久里浜の蛸

2021 年 3 月 31 日 水曜日

走水から佐島まで三浦半島に黒潮がぶつかる処は蛸が生息する磯根に

恵まれ、餌となるサザエ、鮑、伊勢海老が豊富な処でそれらの高級食

材をたらふく食みながらその身に旨さを凝縮していくのです。所謂関

東の蛸と云えば久里浜の蛸でした。グルメの頂点に君臨する存在です。

関西の蛸と云えば明石の蛸なのですが、それは渦潮の海流にもまれた

弾力の強い身質と云った若さだけが勝った味に他ならず、蛸の王者と

しては、久里浜に軍配が上がるのです。しかし最近は久里浜の蛸を目

にする機会が少なかった。佐島の蛸や三崎の蛸は時々見ます。
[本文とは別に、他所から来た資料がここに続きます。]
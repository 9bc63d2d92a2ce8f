//! The root configuration shape passed to [`crate::builder::vlist`] (spec
//! §6, abridged config shape).

use std::rc::Rc;

use web_sys::Element;

use crate::renderer::TemplateOutput;
use crate::size_cache::SizeSource;
use crate::tracked_item::ItemId;
use crate::viewport_state::Orientation;

/// `config.container`: either a CSS selector or a direct element
/// reference. Resolved at `build()` time (spec §6); an unresolvable
/// selector or a detached reference throws [`crate::error::ConfigError::NoContainer`].
pub enum Container {
    /// A CSS selector, queried against `document`.
    Selector(String),
    /// A direct element reference.
    Element(Element),
}

impl std::fmt::Debug for Container {
    fn fmt(&self, f: &mut std::fmt::Formatter<'_>) -> std::fmt::Result {
        match self {
            Self::Selector(selector) => f.debug_tuple("Selector").field(selector).finish(),
            Self::Element(_) => f.debug_tuple("Element").finish_non_exhaustive(),
        }
    }
}

/// Sizing configuration for the main axis.
pub struct ItemConfig<T> {
    /// The size source (fixed, variable function, or measured-estimate).
    pub size: SizeSource,
    /// Template function: `(item, index) -> Html | Node`.
    pub template: Rc<dyn Fn(&T, usize) -> TemplateOutput>,
    /// Reads an item's `id`, used for change-tracking (spec §3: "the core
    /// treats items as opaque except for reading `id`") and for selection
    /// features keying off identity rather than index. Items without a
    /// meaningful id can leave this as the default, which always returns
    /// `None` — the renderer then re-applies the template on every diff
    /// for that index, which is correct (if wasteful) for opaque items.
    pub get_id: Rc<dyn Fn(&T) -> Option<ItemId>>,
}

impl<T> std::fmt::Debug for ItemConfig<T> {
    fn fmt(&self, f: &mut std::fmt::Formatter<'_>) -> std::fmt::Result {
        f.debug_struct("ItemConfig").field("size", &self.size).finish_non_exhaustive()
    }
}

impl<T> ItemConfig<T> {
    /// Construct with a size source and template; `get_id` defaults to
    /// "no id" until overridden with [`ItemConfig::with_get_id`].
    pub fn new(size: SizeSource, template: Rc<dyn Fn(&T, usize) -> TemplateOutput>) -> Self {
        Self { size, template, get_id: Rc::new(|_| None) }
    }

    /// Builder-style setter for `get_id`.
    pub fn with_get_id(mut self, get_id: Rc<dyn Fn(&T) -> Option<ItemId>>) -> Self {
        self.get_id = get_id;
        self
    }
}

/// `config.scroll.scrollbar`: styling knobs for the `scrollbar` feature's
/// custom thumb overlay (spec: "a minimal scrollbar sub-config surface").
#[derive(Debug, Clone, Copy)]
pub struct ScrollbarConfig {
    /// Thumb/track thickness in pixels.
    pub width_px: f64,
}

impl Default for ScrollbarConfig {
    fn default() -> Self {
        Self { width_px: 6.0 }
    }
}

/// `config.scroll`: wheel/wrap/idle-timeout/element/scrollbar knobs.
#[derive(Debug, Clone)]
pub struct ScrollConfig {
    /// Whether wheel events are intercepted for compressed-mode fine
    /// motion (spec §4.6).
    pub wheel: bool,
    /// Whether coarse scrollbar jumps wrap at the content edges.
    pub wrap: bool,
    /// Idle-scroll timeout in ms before `vlist--scrolling` is removed
    /// (spec `~150ms` default).
    pub idle_timeout_ms: u32,
    /// Fine-motion rebalancing band half-width as a fraction of the
    /// native track (spec §9: "expose them as config options").
    pub fine_motion_band: f64,
    /// Styling knobs for the `scrollbar` feature's thumb overlay.
    pub scrollbar: ScrollbarConfig,
}

impl Default for ScrollConfig {
    fn default() -> Self {
        Self {
            wheel: true,
            wrap: false,
            idle_timeout_ms: 150,
            fine_motion_band: 0.25,
            scrollbar: ScrollbarConfig::default(),
        }
    }
}

/// `config.pool`: element-pool sizing.
#[derive(Debug, Clone, Copy)]
pub struct PoolConfig {
    /// Maximum idle elements retained per renderer (spec
    /// `DEFAULT_POOL_MAX` = 100).
    pub max_size: usize,
}

impl Default for PoolConfig {
    fn default() -> Self {
        Self { max_size: 100 }
    }
}

/// Root configuration for [`crate::builder::vlist`].
pub struct ListConfig<T> {
    /// Where to mount the DOM scaffold.
    pub container: Container,
    /// The initial item set, if known up front (the async feature may
    /// leave this empty and populate via paging).
    pub items: Vec<T>,
    /// Sizing and templating.
    pub item: ItemConfig<T>,
    /// Vertical or horizontal main axis.
    pub orientation: Orientation,
    /// Render items in reverse main-axis order (spec §6).
    pub reverse: bool,
    /// Items rendered beyond the visible range on each side (spec
    /// `DEFAULT_OVERSCAN` = 3).
    pub overscan: usize,
    /// Prefix for all emitted class names (spec: "stable class names").
    pub class_prefix: String,
    /// `aria-label` applied to the viewport element.
    pub aria_label: Option<String>,
    /// Prefix used to build stable per-item `id` attributes for
    /// `aria-activedescendant` wiring by selection-aware features.
    pub aria_id_prefix: Option<String>,
    /// Scroll-related knobs.
    pub scroll: ScrollConfig,
    /// Element-pool sizing.
    pub pool: PoolConfig,
}

impl<T> std::fmt::Debug for ListConfig<T> {
    fn fmt(&self, f: &mut std::fmt::Formatter<'_>) -> std::fmt::Result {
        f.debug_struct("ListConfig")
            .field("container", &self.container)
            .field("item_count", &self.items.len())
            .field("orientation", &self.orientation)
            .field("reverse", &self.reverse)
            .field("overscan", &self.overscan)
            .field("class_prefix", &self.class_prefix)
            .field("aria_label", &self.aria_label)
            .field("aria_id_prefix", &self.aria_id_prefix)
            .field("scroll", &self.scroll)
            .field("pool", &self.pool)
            .finish_non_exhaustive()
    }
}

impl<T> ListConfig<T> {
    /// Start a builder-style config with required fields and defaults for
    /// everything else, mirroring how `ListConfigBuilder` chains setters.
    pub fn new(container: Container, item: ItemConfig<T>) -> Self {
        Self {
            container,
            items: Vec::new(),
            item,
            orientation: Orientation::Vertical,
            reverse: false,
            overscan: 3,
            class_prefix: "vlist".to_string(),
            aria_label: None,
            aria_id_prefix: None,
            scroll: ScrollConfig::default(),
            pool: PoolConfig::default(),
        }
    }

    /// Builder-style setter for `items`.
    pub fn with_items(mut self, items: Vec<T>) -> Self {
        self.items = items;
        self
    }

    /// Builder-style setter for `orientation`.
    pub fn with_orientation(mut self, orientation: Orientation) -> Self {
        self.orientation = orientation;
        self
    }

    /// Builder-style setter for `overscan`.
    pub fn with_overscan(mut self, overscan: usize) -> Self {
        self.overscan = overscan;
        self
    }

    /// Builder-style setter for `class_prefix`.
    pub fn with_class_prefix(mut self, prefix: impl Into<String>) -> Self {
        self.class_prefix = prefix.into();
        self
    }

    /// Builder-style setter for `reverse`.
    pub fn with_reverse(mut self, reverse: bool) -> Self {
        self.reverse = reverse;
        self
    }

    /// Builder-style setter for `scroll`.
    pub fn with_scroll(mut self, scroll: ScrollConfig) -> Self {
        self.scroll = scroll;
        self
    }

    /// Builder-style setter for `pool`.
    pub fn with_pool(mut self, pool: PoolConfig) -> Self {
        self.pool = pool;
        self
    }
}
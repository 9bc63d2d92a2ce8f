//! The public handle returned by [`crate::builder::VlistBuilder::build`]
//! (spec §6 "Public handle methods").
//!
//! `VList<T>` owns the [`BuilderContext<T>`] behind an `Rc<RefCell<_>>` so
//! the DOM event closures it attaches (scroll, resize, click, keydown) can
//! reach back into shared state after `build()` returns. Per spec §5 the
//! context is single-writer after build: only these closures, running
//! synchronously on the main thread, ever borrow it mutably.
//!
//! Two spots intentionally diverge from the spec's JS-shaped surface,
//! because Rust's ownership rules don't admit a direct translation:
//! - `getItem`/`getItems` return borrowed data in the original; here
//!   [`VList::get_item`]/[`VList::get_items`] take a callback instead of
//!   handing out a reference tied to an internal `RefCell` borrow.
//! - "Feature-contributed methods appear conditionally on the handle" is a
//!   dynamic-object pattern with no static equivalent; [`VList::get_method`]
//!   exposes the same type-erased registry [`BuilderContext::get_method`]
//!   uses internally, typed by the caller.

use std::cell::RefCell;
use std::collections::HashSet;
use std::rc::Rc;

use gloo_timers::callback::Timeout;
use gloo_timers::future::TimeoutFuture;
use wasm_bindgen::prelude::Closure;
use wasm_bindgen::JsCast;
use wasm_bindgen_futures::future_to_promise;
use web_sys::{Event, KeyboardEvent, MouseEvent, WheelEvent};

use crate::context::BuilderContext;
use crate::data_manager::DataManager;
use crate::dom::{self, ObservedElement, ResizeObserver};
use crate::error::StateError;
use crate::range_math::Align;
use crate::render_loop::{self, RenderOutcome};
use crate::tracked_item::ItemId;

/// `{ scrollPosition }`, emitted as `scroll` once per coalesced frame.
#[derive(Debug, Clone, Copy)]
pub struct ScrollEvent {
    /// The logical scroll position after this frame's render.
    pub scroll_position: f64,
}

/// `{ start, end }`, emitted as `range:change` when the render range moves.
#[derive(Debug, Clone, Copy)]
pub struct RangeChangeEvent {
    /// Inclusive start of the new render range.
    pub start: usize,
    /// Exclusive end of the new render range.
    pub end: usize,
}

/// `{ velocity, reliable }`, emitted as `velocity:change` at most once per
/// frame when the reading changes materially.
#[derive(Debug, Clone, Copy)]
pub struct VelocityChangeEvent {
    /// Signed px/ms.
    pub velocity: f64,
    /// Whether enough samples back this reading.
    pub reliable: bool,
}
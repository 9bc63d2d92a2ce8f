//! Maps the native scrollbar's bounded pixel space onto the logical
//! content space, switching to a compressed/scaled mode when the logical
//! size would exceed the browser's max element size (spec §4.6).

use wasm_bindgen::JsCast;
use web_sys::{Element, HtmlElement};

use crate::velocity::{Velocity, VelocityTracker};

/// The effective max element size before browsers start clamping
/// scrollable dimensions (spec `MAX_VIRTUAL_SIZE`).
pub const MAX_VIRTUAL_SIZE: f64 = 16_700_000.0;

/// Samples kept by the scrollbar's own velocity tracker (spec
/// `VELOCITY_SAMPLE_COUNT` = 8 for the scrollbar controller).
pub const SCROLLBAR_VELOCITY_SAMPLES: usize = 8;
/// Minimum reliable samples for the scrollbar tracker (spec
/// `MIN_RELIABLE_SAMPLES` = 3).
pub const SCROLLBAR_MIN_RELIABLE_SAMPLES: usize = 3;

/// px/ms above which an in-flight programmatic scroll animation is
/// cancelled in favor of the user's own input (spec
/// `CANCEL_LOAD_VELOCITY_THRESHOLD`-adjacent "cancel-velocity threshold").
pub const CANCEL_VELOCITY_THRESHOLD: f64 = 5.0;

/// Whether the controller reads/writes native scrollTop 1:1, or rescales
/// an unbounded logical space onto a capped native track.
#[derive(Debug, Clone, Copy, PartialEq, Eq)]
pub enum ScrollMode {
    /// `actual_size <= MAX_VIRTUAL_SIZE`; 1:1 native scrolling.
    Native,
    /// `actual_size > MAX_VIRTUAL_SIZE`; coarse jumps are scaled, fine
    /// wheel motion advances the logical position directly.
    Compressed,
}

/// Maps native scroll events onto a (possibly much larger) logical scroll
/// space, and tracks scroll velocity for cancellation/idle decisions.
pub struct ScrollController {
    viewport: Element,
    mode: ScrollMode,
    actual_size: f64,
    /// `virtual_size / actual_size` when compressed; `1.0` otherwise.
    compression_ratio: f64,
    /// Logical scroll position; the source of truth in compressed mode.
    logical_position: f64,
    velocity: VelocityTracker,
    /// Pending programmatic write, deferred to the next frame if it would
    /// race a native write in flight (spec §4.9).
    pending_native_write: Option<f64>,
    /// Whether a coarse jump past either content edge wraps around instead
    /// of clamping (`config.scroll.wrap`).
    wrap: bool,
    /// Fine-motion rebalancing band half-width as a fraction of the native
    /// track, e.g. `0.25` re-centers within `[25%, 75%]`
    /// (`config.scroll.fine_motion_band`).
    fine_motion_band: f64,
}

impl std::fmt::Debug for ScrollController {
    fn fmt(&self, f: &mut std::fmt::Formatter<'_>) -> std::fmt::Result {
        f.debug_struct("ScrollController")
            .field("mode", &self.mode)
            .field("actual_size", &self.actual_size)
            .field("compression_ratio", &self.compression_ratio)
            .field("logical_position", &self.logical_position)
            .finish()
    }
}

impl ScrollController {
    /// Construct a controller bound to `viewport`, with an initial content
    /// extent of `actual_size`. `wrap` and `fine_motion_band` mirror
    /// `config.scroll.wrap`/`config.scroll.fine_motion_band`.
    pub fn new(viewport: Element, actual_size: f64, wrap: bool, fine_motion_band: f64) -> Self {
        let mut controller = Self {
            viewport,
            mode: ScrollMode::Native,
            actual_size: 0.0,
            compression_ratio: 1.0,
            logical_position: 0.0,
            velocity: VelocityTracker::new(SCROLLBAR_VELOCITY_SAMPLES, SCROLLBAR_MIN_RELIABLE_SAMPLES),
            pending_native_write: None,
            wrap,
            fine_motion_band,
        };
        controller.set_actual_size(actual_size);
        controller
    }

    /// Whether the controller is currently in compressed mode.
    pub fn is_compressed(&self) -> bool {
        self.mode == ScrollMode::Compressed
    }

    /// `virtual_size / actual_size` when compressed; `1.0` otherwise.
    pub fn compression_ratio(&self) -> f64 {
        self.compression_ratio
    }

    /// The scroll size the browser should present (the virtual track
    /// length, capped at `MAX_VIRTUAL_SIZE` in compressed mode).
    pub fn virtual_size(&self) -> f64 {
        match self.mode {
            ScrollMode::Native => self.actual_size,
            ScrollMode::Compressed => MAX_VIRTUAL_SIZE,
        }
    }

    /// Update the logical content extent, switching modes if the cap is
    /// crossed.
    pub fn set_actual_size(&mut self, actual_size: f64) {
        self.actual_size = actual_size.max(0.0);
        if self.actual_size > MAX_VIRTUAL_SIZE {
            self.mode = ScrollMode::Compressed;
            self.compression_ratio = MAX_VIRTUAL_SIZE / self.actual_size;
        } else {
            self.mode = ScrollMode::Native;
            self.compression_ratio = 1.0;
        }
        self.logical_position = self.logical_position.clamp(0.0, self.actual_size);
    }

    /// Read the logical scroll position (`getScrollTop()` in spec terms).
    pub fn get_scroll_top(&self) -> f64 {
        self.logical_position
    }

    /// Programmatically set the logical scroll position and write the
    /// corresponding native value. If a native write is already pending
    /// this frame, the programmatic write yields and is retried next
    /// frame (spec §4.9 race rule).
    pub fn set_scroll_top(&mut self, logical_pos: f64) {
        self.logical_position = self.clamp_or_wrap(logical_pos);
        let native = self.logical_to_native(self.logical_position);
        if self.pending_native_write.is_some() {
            self.pending_native_write = Some(native);
            return;
        }
        self.write_native(native);
    }

    /// Called from the scroll handler with the native `scrollTop` reading.
    /// Updates the logical position and velocity tracker. Returns the new
    /// logical position.
    pub fn on_native_scroll(&mut self, native_pos: f64, time_ms: f64) -> f64 {
        self.pending_native_write = None;
        let logical = self.native_to_logical(native_pos);
        self.logical_position = self.clamp_or_wrap(logical);
        self.velocity.push(self.logical_position, time_ms);
        self.logical_position
    }

    /// Apply the edge behavior configured via `config.scroll.wrap`: clamp
    /// to `[0, actual_size]`, or wrap around when a coarse jump (only
    /// possible in compressed mode) overshoots either edge.
    fn clamp_or_wrap(&self, logical: f64) -> f64 {
        if self.wrap && self.mode == ScrollMode::Compressed && self.actual_size > 0.0 {
            logical.rem_euclid(self.actual_size)
        } else {
            logical.clamp(0.0, self.actual_size)
        }
    }

    /// **Fine motion**: advance the logical position directly by a wheel
    /// event's `delta` (in real pixels), independent of the compression
    /// ratio, then re-center the native scroll position within a safe
    /// middle band so the browser never runs out of native track to
    /// scroll against. Only meaningful in compressed mode; in native mode
    /// this is a no-op (the browser's own wheel handling applies).
    pub fn on_wheel_fine_motion(&mut self, delta: f64, time_ms: f64) {
        if self.mode != ScrollMode::Compressed {
            return;
        }
        self.logical_position = self.clamp_or_wrap(self.logical_position + delta);
        self.velocity.push(self.logical_position, time_ms);
        // Re-center within the middle band configured by `fine_motion_band`
        // (default [25%, 75%]) so subsequent wheel deltas have room to move
        // before hitting a native scroll-edge clamp.
        let native_total = self.virtual_size() - self.viewport_client_size();
        if native_total > 0.0 {
            let band_low = native_total * self.fine_motion_band;
            let band_high = native_total * (1.0 - self.fine_motion_band);
            let current_native = self.viewport.scroll_top() as f64;
            if current_native < band_low || current_native > band_high {
                let recentered = native_total / 2.0;
                self.pending_native_write = Some(recentered);
                self.write_native(recentered);
            }
        }
    }

    /// Current velocity reading from the scrollbar's own tracker.
    pub fn velocity(&self) -> Velocity {
        self.velocity.velocity()
    }

    /// Whether an in-flight animated scroll should be treated as aborted,
    /// because observed velocity exceeds `threshold` (default
    /// [`CANCEL_VELOCITY_THRESHOLD`]).
    pub fn scroll_aborts(&self, threshold: Option<f64>) -> bool {
        let threshold = threshold.unwrap_or(CANCEL_VELOCITY_THRESHOLD);
        let v = self.velocity();
        v.reliable && v.velocity.abs() > threshold
    }

    fn viewport_client_size(&self) -> f64 {
        self.viewport
            .dyn_ref::<HtmlElement>()
            .map(|el| el.client_height() as f64)
            .unwrap_or(0.0)
    }

    fn logical_to_native(&self, logical: f64) -> f64 {
        match self.mode {
            ScrollMode::Native => logical,
            ScrollMode::Compressed => logical * self.compression_ratio,
        }
    }

    fn native_to_logical(&self, native: f64) -> f64 {
        match self.mode {
            ScrollMode::Native => native,
            ScrollMode::Compressed => {
                if self.compression_ratio > 0.0 {
                    native / self.compression_ratio
                } else {
                    0.0
                }
            }
        }
    }

    fn write_native(&mut self, native_pos: f64) {
        self.viewport.set_scroll_top(native_pos as i32);
    }
}

#[cfg(test)]
mod tests {
    use super::*;

    // Pure-math assertions that don't require a live `Element`/DOM; the
    // coarse-jump/compression-ratio formulas are exercised directly.

    #[test]
    fn compression_activates_above_cap() {
        // 10,000,000 items, fixed height 48 -> actualSize = 480,000,000.
        let actual_size = 480_000_000.0;
        assert!(actual_size > MAX_VIRTUAL_SIZE);
        let ratio = MAX_VIRTUAL_SIZE / actual_size;
        assert!((ratio - 0.0348).abs() < 0.001);
    }

    #[test]
    fn native_mode_below_cap_has_ratio_one() {
        let actual_size = 480_000.0;
        assert!(actual_size <= MAX_VIRTUAL_SIZE);
    }
}
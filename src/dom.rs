//! DOM scaffold construction and the `ResizeObserver` wrapper.
//!
//! The wrapper is carried over from the teacher almost unchanged — a
//! small `wasm-bindgen` `extern` shim plus an RAII `ObservedElement` that
//! unobserves on drop — generalized to observe arbitrary elements instead
//! of one fixed per-item slot.

use wasm_bindgen::prelude::Closure;
use wasm_bindgen::JsCast;
use web_sys::{Document, Element, HtmlElement};

use crate::config::Container;
use crate::error::ConfigError;
use crate::viewport_state::Orientation;

mod raw {
    use wasm_bindgen::{
        prelude::{wasm_bindgen, Closure},
        JsValue,
    };
    use web_sys::{DomRectReadOnly, Element};

    #[wasm_bindgen]
    extern "C" {
        #[wasm_bindgen(extends = ::js_sys::Object)]
        #[derive(Debug, Clone, PartialEq, Eq)]
        pub type ResizeObserver;
        #[wasm_bindgen(constructor)]
        pub fn new(callback: &ResizeCallback) -> ResizeObserver;
        #[wasm_bindgen(method, catch)]
        pub fn disconnect(this: &ResizeObserver) -> Result<(), JsValue>;
        #[wasm_bindgen(method, catch)]
        pub fn observe(this: &ResizeObserver, element: Element) -> Result<(), JsValue>;
        #[wasm_bindgen(method, catch)]
        pub fn unobserve(this: &ResizeObserver, element: Element) -> Result<(), JsValue>;

        #[wasm_bindgen(extends = ::js_sys::Object)]
        #[derive(Debug, Clone, PartialEq, Eq)]
        pub type ResizeObserverEntry;
        #[wasm_bindgen(structural, method, getter)]
        pub fn target(this: &ResizeObserverEntry) -> Element;
        #[wasm_bindgen(structural, method, getter, js_name = contentRect)]
        pub fn content_rect(this: &ResizeObserverEntry) -> DomRectReadOnly;
    }
    pub type ResizeFn = dyn FnMut(Box<[ResizeObserverEntry]>, ResizeObserver);
    pub type ResizeCallback = Closure<ResizeFn>;
}

pub use raw::ResizeObserverEntry;

/// A live `ResizeObserver` bound to a callback that receives batches of
/// content-rect changes.
pub struct ResizeObserver {
    closure: Option<raw::ResizeCallback>,
    observer: raw::ResizeObserver,
}

impl std::fmt::Debug for ResizeObserver {
    fn fmt(&self, f: &mut std::fmt::Formatter<'_>) -> std::fmt::Result {
        f.debug_struct("ResizeObserver").finish_non_exhaustive()
    }
}

/// RAII guard: unobserves its element when dropped.
pub struct ObservedElement {
    observer: Option<raw::ResizeObserver>,
    element: Element,
}

impl ResizeObserver {
    /// Construct an observer that invokes `callback` with each batch of
    /// resize entries.
    pub fn new<F>(mut callback: F) -> Self
    where
        F: 'static + FnMut(&[raw::ResizeObserverEntry]),
    {
        let closure = Closure::wrap(Box::new(
            move |entries: Box<[raw::ResizeObserverEntry]>, _this: raw::ResizeObserver| callback(&entries),
        ) as Box<raw::ResizeFn>);
        let observer = raw::ResizeObserver::new(&closure);
        Self { closure: Some(closure), observer }
    }

    /// Start observing `element`, returning a guard that unobserves on
    /// drop.
    pub fn observe(&self, element: Element) -> ObservedElement {
        self.observer.observe(element.clone()).expect("ResizeObserver.observe failed");
        ObservedElement { observer: Some(self.observer.clone()), element }
    }
}

impl ObservedElement {
    /// The element this guard is observing.
    pub fn element(&self) -> &Element {
        &self.element
    }
}

impl Drop for ResizeObserver {
    fn drop(&mut self) {
        if self.closure.take().is_some() {
            let _ = self.observer.disconnect();
        }
    }
}

impl Drop for ObservedElement {
    fn drop(&mut self) {
        if let Some(observer) = self.observer.take() {
            let _ = observer.unobserve(self.element.clone());
        }
    }
}

/// The three nested elements described in spec §6's "DOM structure".
pub struct DomScaffold {
    /// The caller-supplied mount point.
    pub container: Element,
    /// The scrollable element (`{prefix}-viewport`).
    pub viewport: Element,
    /// The spacer that gives the viewport its scroll track
    /// (`{prefix}-content`).
    pub content: Element,
    /// The positioned items container (`{prefix}-items`).
    pub items: Element,
}

/// Resolve `container` against `document` and build the viewport/content/
/// items scaffold, per spec §6.
pub fn build_scaffold(
    document: &Document,
    container: Container,
    class_prefix: &str,
    aria_label: Option<&str>,
    orientation: Orientation,
) -> Result<DomScaffold, ConfigError> {
    let container = match container {
        Container::Selector(selector) => document
            .query_selector(&selector)
            .ok()
            .flatten()
            .ok_or_else(|| ConfigError::NoContainer(selector))?,
        Container::Element(el) => {
            if el.is_connected() {
                el
            } else {
                return Err(ConfigError::NoContainer("element is detached from the document".into()));
            }
        }
    };

    let viewport = document
        .create_element("div")
        .map_err(|_| ConfigError::NoContainer("failed to create viewport element".into()))?;
    let _ = viewport.set_attribute("class", &format!("{class_prefix}-viewport"));
    let _ = viewport.set_attribute("role", "listbox");
    if let Some(label) = aria_label {
        let _ = viewport.set_attribute("aria-label", label);
    }

    let content = document.create_element("div").expect("create_element(div)");
    let _ = content.set_attribute("class", &format!("{class_prefix}-content"));

    let items = document.create_element("div").expect("create_element(div)");
    let _ = items.set_attribute("class", &format!("{class_prefix}-items"));
    let position_style = match orientation {
        Orientation::Vertical => "position: relative;",
        Orientation::Horizontal => "position: relative;",
    };
    let _ = items.set_attribute("style", position_style);

    let _ = content.append_child(&items);
    let _ = viewport.append_child(&content);
    let _ = container.append_child(&viewport);

    Ok(DomScaffold { container, viewport, content, items })
}

/// Detach the viewport (and everything inside it) from `container`, the
/// final step of `destroy`.
pub fn teardown_scaffold(scaffold: &DomScaffold) {
    let _ = scaffold.container.remove_child(&scaffold.viewport);
}

/// Read `element`'s main-axis client size (`clientHeight`/`clientWidth`),
/// the container size fed into `render_if_needed` on every scroll/resize
/// (spec §4.5 step 1). `clientHeight`/`clientWidth` are part of the DOM
/// `Element` interface, so no `HtmlElement` cast is needed here.
pub fn client_size(element: &Element, orientation: Orientation) -> f64 {
    match orientation {
        Orientation::Vertical => element.client_height() as f64,
        Orientation::Horizontal => element.client_width() as f64,
    }
}

/// Set the content spacer's main-axis size to `size`, producing the
/// viewport's native scroll track (spec §6: "content-size spacer ...
/// sets `height`/`width` to produce the scroll track"). `size` is the
/// scroll controller's `virtual_size()` — the possibly-capped track
/// length, not the true (possibly much larger) content extent.
pub fn set_content_size(content: &Element, orientation: Orientation, size: f64) {
    let Some(html_el) = content.dyn_ref::<HtmlElement>() else {
        return;
    };
    let style = html_el.style();
    match orientation {
        Orientation::Vertical => {
            let _ = style.set_property("height", &format!("{size}px"));
            let _ = style.set_property("width", "100%");
        }
        Orientation::Horizontal => {
            let _ = style.set_property("width", &format!("{size}px"));
            let _ = style.set_property("height", "100%");
        }
    }
}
去年の

暮れの築地の買い出しで山盛りの久里浜の蛸が在ったのです。他を圧

倒する色の黒さには大いなる秘密が在ります。蛸は通常塩でぬめりを

取る、洗濯機で塩洗いする、こん棒で蛸殴りをする等、其の地其の地

で工夫を凝らしながら塩ゆでするのですが、久里浜の蛸は違います。

塩でぬめりを取る処までは同じなのですが、その後、カカオの粉を塗

して蒸すのです。それで独特の香りと味になります。先日の三浦半島

の遠征で幼少の頃からの蛸好きが久里浜を素通り出来よう筈も無く、

方々を調査させて頂きました。先ず、現在は蛸漁師はワカメを獲って

いると云う事。最近一人が廃業したと云う事。二人しか居ないけど高

齢であると云う事。兎に角、蛸の聖地久里浜くんだりまで足を延ばし

てタコの足一本無いのでした。寿司屋でも蛸は在りませんでした。

築地で久里浜の蛸が山盛と云うのはあり得ない状況です。全て飲食店

の自粛が理由です。中野の味のマチダヤと云う酒屋でも磯自慢、黒龍、

豊杯等がごろごろ転がっています。高級飲食店の自粛が高級食材の品

余りとなって宅呑み派の恩恵となっているのですが、廃業と云う処ま

で行かれてしまうと寂しいモノです。